Los filisteos atacaron la ciudad de Queilá y saquearon los graneros. Cuando David se enteró de lo sucedido, consultó al SEÑOR:
—¿Debo ir a luchar contra los filisteos?
—Ve —respondió el SEÑOR—, lucha contra los filisteos y libera a Queilá.
Pero los soldados dijeron a David:
—Si aun aquí en Judá vivimos con miedo, ¡cuánto más si vamos a Queilá para atacar al ejército filisteo!
David volvió a consultar al SEÑOR y él respondió:
—Ponte en camino y ve a Queilá, que voy a entregar en tus manos a los filisteos.
Así que David y sus hombres fueron allá y lucharon contra los filisteos, derrotándolos por completo. David se apoderó de los ganados de los filisteos y rescató a los habitantes de la ciudad. Ahora bien, cuando Abiatar, hijo de Ajimélec, huyó a Queilá para refugiarse con David, se llevó consigo el efod.
Cuando contaron a Saúl que David había ido a Queilá, exclamó: «¡Dios me lo ha entregado!
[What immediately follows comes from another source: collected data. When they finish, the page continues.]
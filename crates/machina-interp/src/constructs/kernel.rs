//! Kernel constructs: literals, identifiers, function application.

use crate::ast::{Ast, NodeId, NodeKind};
use crate::constructs::Construct;
use crate::error::{EvalError, EvalResult};
use crate::interpreter::Interpreter;
use machina_storage::Element;

const SOURCE: &str = "Kernel";

/// Evaluates the leaf and application node kinds.
pub struct KernelConstruct;

impl Construct for KernelConstruct {
    fn name(&self) -> &'static str {
        SOURCE
    }

    fn interpret(
        &self,
        interp: &mut Interpreter,
        ast: &mut Ast,
        pos: NodeId,
    ) -> EvalResult<NodeId> {
        match &ast.node(pos).kind {
            NodeKind::Literal(value) => {
                let value = value.clone();
                ast.finalize(pos, value);
                Ok(pos)
            }

            NodeKind::Id => {
                let name = ast.node(pos).token.clone();
                let value = match interp.lookup_env(&name) {
                    Some(v) => v.clone(),
                    None => {
                        interp.warn(
                            SOURCE,
                            format!("identifier '{name}' is not bound; treating it as undef"),
                            Some(pos),
                        );
                        Element::Undef
                    }
                };
                ast.finalize(pos, value);
                Ok(pos)
            }

            NodeKind::Apply => {
                // arguments first, left to right
                if let Some(&child) = ast.children(pos).iter().find(|&&c| !ast.is_evaluated(c)) {
                    return Ok(child);
                }
                let args: Vec<Element> = ast
                    .children(pos)
                    .iter()
                    .map(|&c| ast.value(c).cloned().unwrap_or_default())
                    .collect();
                let fname = &ast.node(pos).token;
                let Some(f) = interp.functions().get(fname) else {
                    return Err(EvalError::UnknownFunction(fname.clone()));
                };
                let result = f.value(&args);
                ast.finalize(pos, result);
                Ok(pos)
            }

            _ => Err(EvalError::MalformedNode { construct: SOURCE }),
        }
    }
}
David se ha metido en una ciudad con puertas y cerrojos; no tiene escapatoria». Entonces convocó a todo su ejército para ir a combatir a David y a sus hombres, y sitiar la ciudad de Queilá.
David se enteró de que Saúl tramaba su destrucción. Por tanto, ordenó al sacerdote Abiatar que llevara el efod. Luego David oró:
—Oh SEÑOR, Dios de Israel, yo, tu siervo, sé muy bien que por mi culpa Saúl se propone venir a Queilá para destruirla. ¿Me entregarán los habitantes de esta ciudad en manos de Saúl? ¿Es verdad que Saúl vendrá, según me han dicho? Yo te ruego, SEÑOR, Dios de Israel, que me lo hagas saber.
—Sí, vendrá —respondió el SEÑOR.
David volvió a preguntarle:
—¿Nos entregarán los habitantes de Queilá a mí y a mis hombres en manos de Saúl?
Y el SEÑOR contestó:
—Sí, los entregarán.
Entonces David y sus hombres, que eran como seiscientos, se fueron de Queilá y anduvieron de un lugar a otro. Cuando le contaron a Saúl que David se había ido de Queilá, decidió suspender la campaña.
David se estableció en los refugios del desierto, en los áridos cerros de Zif. Día tras día Saúl lo buscaba, pero Dios no lo entregó en sus manos.